This special issue focuses on issues arising from the RAISE’12 Workshop on Realizing Artificial Intelligence Synergies in Software Engineering. Our objective is to provide a forum for researchers and industrial practitioners to exchange and discuss the latest innovative synergistic AI and SE techniques/practices.

Why explore this combination of SE and AI? We think there are many answers to that question. As SE is asked to answer dynamic automated, adaptive, and/or large-scale demands, other computer science disciplines come to play. AI is one of them that may bring SE to further heights. Conversely, SE can also play a role to alleviate development costs and the development effort associated with AI tools. Such mutually beneficial characteristics have appeared in the past few decades and still evolve due to new challenges. That is, this special issue explores not only the application of AI techniques to software engineering problems but also the application of software engineering techniques to AI problems.

This special issue is the result of much work that is still ongoing. As to future work, the RAISE series is also on-going. At the time of this writing, the RAISE’13 workshop has just completed (that event was sponsored by the United States National Science Foundation, and we thank them for their generous support). At that meeting, we saw much continued interest in this union of AI and SE. The reader should expect much novel and exciting work from this combination of ideas, in the very near future.

And regarding the work seen to date, we hope that all the aforementioned papers will provide readers with some glimpse of the kind of work discussed at RAISE’12. Also, we would like to sincerely thank the reviewers for their assistance in the reviewing process.

Finally, we include below some notes on the papers accepted to this special issue. Please enjoy.

Wasif Afzal, Richard Torkar, Robert Feldt, Tony Gorschek. Prediction of faults-slip-through in large software projects: an empirical evaluation. This paper presents an extensive empirical evaluation of a number of techniques for predicting the number of faults slipping through to unit, function, integration, and system test phases of a large industrial project. Statistical techniques (multiple regression, pace regression), machine learning techniques (support vector machines, back-propagation artificial neural networks), tree-structured techniques, nearest neighbor techniques, ensemble techniques, and search-based techniques (genetic programming, gene expression programming, artificial immune recognition system, and particle swarm optimization-based artificial neural network) have been contrasted to the human predictions. It is turned out that a combination of human and a search-based technique has the potential to provide improved prediction results.

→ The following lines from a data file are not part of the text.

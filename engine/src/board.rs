use std::fmt;
use bitvec::{prelude::*, slice::IterOnes};
use serde::{Serialize, Deserialize};
use serde::ser::{Serializer, SerializeSeq, SerializeTuple};
use serde::de::{Deserializer, SeqAccess, Visitor};

pub const SIZE: usize = 8;
const B: usize = SIZE * SIZE;
pub type BitBoard = BitArr!(for B, in u64, Lsb0);
// squares are indexed row-major: row * SIZE + col

const DIRECTIONS: [(isize, isize); 8] = [
    (-1, -1), (-1, 0), (-1, 1),
    (0, -1), (0, 1),
    (1, -1), (1, 0), (1, 1),
];

#[derive(PartialEq, Eq, Clone, Copy, Debug, Hash, PartialOrd, Ord)]
pub struct Position {
    row: usize,
    col: usize,
}

impl Position {
    /// Panics if either coordinate is off the board.
    pub fn new(row: usize, col: usize) -> Self {
        assert!(row < SIZE && col < SIZE, "position ({}, {}) is off the board", row, col);
        Self { row, col }
    }

    pub fn row(&self) -> usize {
        self.row
    }

    pub fn col(&self) -> usize {
        self.col
    }

    fn index(&self) -> usize {
        assert!(self.row < SIZE && self.col < SIZE, "position ({}, {}) is off the board", self.row, self.col);
        self.row * SIZE + self.col
    }

    fn from_index(idx: usize) -> Self {
        Self::new(idx / SIZE, idx % SIZE)
    }

    /// Neighbouring square in direction `(dr, dc)`, or `None` past the edge.
    fn step(&self, dr: isize, dc: isize) -> Option<Self> {
        let row = self.row.checked_add_signed(dr)?;
        let col = self.col.checked_add_signed(dc)?;
        if row < SIZE && col < SIZE { Some(Self { row, col }) } else { None }
    }
}

impl fmt::Display for Position {
    fn fmt(&self, f: &mut fmt::Formatter) -> fmt::Result {
        write!(f, "({}, {})", self.row, self.col)
    }
}

impl Serialize for Position {
    fn serialize<S>(&self, serializer: S) -> Result<S::Ok, S::Error> where S: Serializer {
        let mut s = serializer.serialize_tuple(2)?;
        s.serialize_element(&self.row)?;
        s.serialize_element(&self.col)?;
        s.end()
    }
}

struct PositionVisitor;
impl<'de> Visitor<'de> for PositionVisitor {
    type Value = Position;
    fn expecting(&self, formatter: &mut fmt::Formatter) -> fmt::Result {
        formatter.write_str("a [row, col] pair with both values in 0..8")
    }
    fn visit_seq<V>(self, mut seq: V) -> Result<Position, V::Error> where V: SeqAccess<'de> {
        let row: usize = seq.next_element()?.ok_or_else(|| serde::de::Error::invalid_length(0, &self))?;
        let col: usize = seq.next_element()?.ok_or_else(|| serde::de::Error::invalid_length(1, &self))?;
        if seq.next_element::<serde::de::IgnoredAny>()?.is_some() {
            return Err(serde::de::Error::invalid_length(3, &self));
        }
        if row >= SIZE || col >= SIZE {
            return Err(serde::de::Error::custom(format!("position ({}, {}) is off the board", row, col)));
        }
        Ok(Position { row, col })
    }
}

impl<'de> Deserialize<'de> for Position {
    fn deserialize<D>(deserializer: D) -> Result<Self, D::Error> where D: Deserializer<'de> {
        deserializer.deserialize_seq(PositionVisitor)
    }
}

pub trait BitArr2D {
    fn empty() -> Self;
    fn set_point(&mut self, pos: Position, value: bool);
    fn get_point(&self, pos: Position) -> bool;
    fn from_point(pos: Position) -> Self;
    type IterPoints<'a>: Iterator<Item=Position> + 'a where Self: 'a;
    fn iter_set_points(&'_ self) -> Self::IterPoints<'_>;
}

impl BitArr2D for BitBoard {
    fn empty() -> Self {
        bitarr!(u64, Lsb0; 0; B)
    }

    fn set_point(&mut self, pos: Position, value: bool) {
        self.set(pos.index(), value);
    }

    fn get_point(&self, pos: Position) -> bool {
        self[pos.index()]
    }

    fn from_point(pos: Position) -> Self {
        let mut square: BitBoard = BitBoard::empty();
        square.set_point(pos, true);
        square
    }

    type IterPoints<'a> = std::iter::Map<IterOnes<'a, u64, Lsb0>, fn(usize) -> Position>;

    fn iter_set_points(&'_ self) -> Self::IterPoints<'_> {
        self.iter_ones().map(Position::from_index)
    }
}

#[derive(PartialEq, Eq, Clone, Copy, Debug, Hash, Serialize, Deserialize)]
#[serde(rename_all = "lowercase")]
pub enum Player {
    Black,
    White,
}

impl Player {
    pub fn opponent(&self) -> Player {
        match self {
            Player::Black => Player::White,
            Player::White => Player::Black,
        }
    }
}

impl fmt::Display for Player {
    fn fmt(&self, f: &mut fmt::Formatter) -> fmt::Result {
        match self {
            Player::Black => f.write_str("black"),
            Player::White => f.write_str("white"),
        }
    }
}

#[derive(PartialEq, Eq, Clone, Copy, Debug, Serialize, Deserialize)]
#[serde(rename_all = "lowercase")]
pub enum Cell {
    Empty,
    Black,
    White,
}

/// Result of checking a single placement.
#[derive(PartialEq, Eq, Clone, Debug, Serialize)]
pub struct MoveCheck {
    #[serde(rename = "valid")]
    pub is_valid: bool,
    /// Opponent squares flipped by the move, direction by direction, nearest first.
    pub captured: Vec<Position>,
}

impl MoveCheck {
    fn invalid() -> Self {
        Self { is_valid: false, captured: Vec::new() }
    }
}

#[derive(PartialEq, Eq, Clone, Debug, Hash)]
pub struct Board {
    black_squares: BitBoard,
    white_squares: BitBoard,
}

impl Board {
    /// The standard opening: White on (3,3) and (4,4), Black on (3,4) and (4,3).
    pub fn new() -> Self {
        let mut board = Self::empty();
        board.set(Position::new(3, 3), Cell::White);
        board.set(Position::new(3, 4), Cell::Black);
        board.set(Position::new(4, 3), Cell::Black);
        board.set(Position::new(4, 4), Cell::White);
        board
    }

    pub fn empty() -> Self {
        Self {
            black_squares: BitBoard::empty(),
            white_squares: BitBoard::empty(),
        }
    }

    pub fn get(&self, pos: Position) -> Cell {
        if self.black_squares.get_point(pos) {
            Cell::Black
        } else if self.white_squares.get_point(pos) {
            Cell::White
        } else {
            Cell::Empty
        }
    }

    pub fn set(&mut self, pos: Position, cell: Cell) {
        self.black_squares.set_point(pos, cell == Cell::Black);
        self.white_squares.set_point(pos, cell == Cell::White);
    }

    fn squares(&self, player: Player) -> &BitBoard {
        match player {
            Player::Black => &self.black_squares,
            Player::White => &self.white_squares,
        }
    }

    fn squares_mut(&mut self, player: Player) -> &mut BitBoard {
        match player {
            Player::Black => &mut self.black_squares,
            Player::White => &mut self.white_squares,
        }
    }

    pub fn count(&self, player: Player) -> usize {
        self.squares(player).count_ones()
    }

    pub fn count_empty(&self) -> usize {
        B - self.count(Player::Black) - self.count(Player::White)
    }

    pub fn validate_move(&self, pos: Position, player: Player) -> MoveCheck {
        if self.get(pos) != Cell::Empty {
            return MoveCheck::invalid();
        }

        let mine = self.squares(player);
        let theirs = self.squares(player.opponent());
        let mut captured = Vec::new();

        for (dr, dc) in DIRECTIONS {
            let mut line = Vec::new();
            let mut next = pos.step(dr, dc);
            while let Some(square) = next.filter(|sq| theirs.get_point(*sq)) {
                line.push(square);
                next = square.step(dr, dc);
            }
            // a run only counts when it is closed off by one of our own pieces
            if !line.is_empty() && next.map_or(false, |sq| mine.get_point(sq)) {
                captured.extend(line);
            }
        }

        MoveCheck { is_valid: !captured.is_empty(), captured }
    }

    pub fn legal_moves(&self, player: Player) -> Vec<Position> {
        let occupied = self.black_squares | self.white_squares;
        (!occupied).iter_set_points()
            .filter(|pos| self.validate_move(*pos, player).is_valid)
            .collect()
    }

    /// Writes `player` onto `pos` and every captured square, leaving `self` untouched.
    /// Legality is the caller's responsibility.
    pub fn place(&self, pos: Position, player: Player, captured: &[Position]) -> Self {
        let mut board = self.clone();
        let mut flipped = BitBoard::from_point(pos);
        for square in captured {
            flipped.set_point(*square, true);
        }
        *board.squares_mut(player) |= flipped;
        *board.squares_mut(player.opponent()) &= !flipped;
        board
    }

    /// Plays `pos` for `player`, flipping whatever the move brackets.
    pub fn apply(&self, pos: Position, player: Player) -> Self {
        let check = self.validate_move(pos, player);
        self.place(pos, player, &check.captured)
    }
}

impl Default for Board {
    fn default() -> Self {
        Self::new()
    }
}

impl Serialize for Board {
    fn serialize<S>(&self, serializer: S) -> Result<S::Ok, S::Error> where S: Serializer {
        let mut s = serializer.serialize_seq(Some(SIZE))?;
        for row in 0..SIZE {
            let cells: Vec<Cell> = (0..SIZE).map(|col| self.get(Position::new(row, col))).collect();
            s.serialize_element(&cells)?;
        }
        s.end()
    }
}

impl fmt::Display for Board {
    fn fmt(&self, f: &mut fmt::Formatter) -> fmt::Result {
        for row in 0..SIZE {
            for col in 0..SIZE {
                let symbol = match self.get(Position::new(row, col)) {
                    Cell::Empty => '.',
                    Cell::Black => 'X',
                    Cell::White => 'O',
                };
                write!(f, "{}", symbol)?;
            }
            writeln!(f)?;
        }
        Ok(())
    }
}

Tuong Huan Nguyen, Bao Quoc Vo, Markus Lumpe, John Grundy. KBRE: A Framework for knowledge-based Requirements Engineering. This paper discusses an important topic: detecting inconsistencies during Requirements Engineering (RE). It explores a somewhat under-explored issue in this field: the use of domain knowledge and semantics of requirements. The paper presents a knowledge-based RE framework (KBRE) that handles domain knowledge and semantics of the requirements. The authors show how this knowledge facilitates the identification of requirements inconsistencies and other related problems. The approach is well grounded in formal theory and uses description logics in the form of Manchester OWL Syntax. They describe a tool they have built, using this method, and its application to an industrial use case.

Mathias Landhäußer, Sven J. Körner, Walter F. Tichy. From Requirements to UML Models and Back: How Automatic Processing of Text Can Support Requirements Engineering. This paper presents a Requirements Engineering Feedback System (REFS), which automates the process of keeping requirement specifications, written in a natural language, and models consistent. At first, UML models are created from the textual specifications, and the UML representation is tightly linked with the underlying text. To reflect model changes to the specification, the initial model and the changed model need to be compared and matched. Identified differences are then integrated into the original specification. If requirement specifications changed after the modeling and development of software have already started, the bidirectional connections of text and model are able to detect the results of textual changes and making appropriate updates in the corresponding model. A novel approach has been presented on several case studies.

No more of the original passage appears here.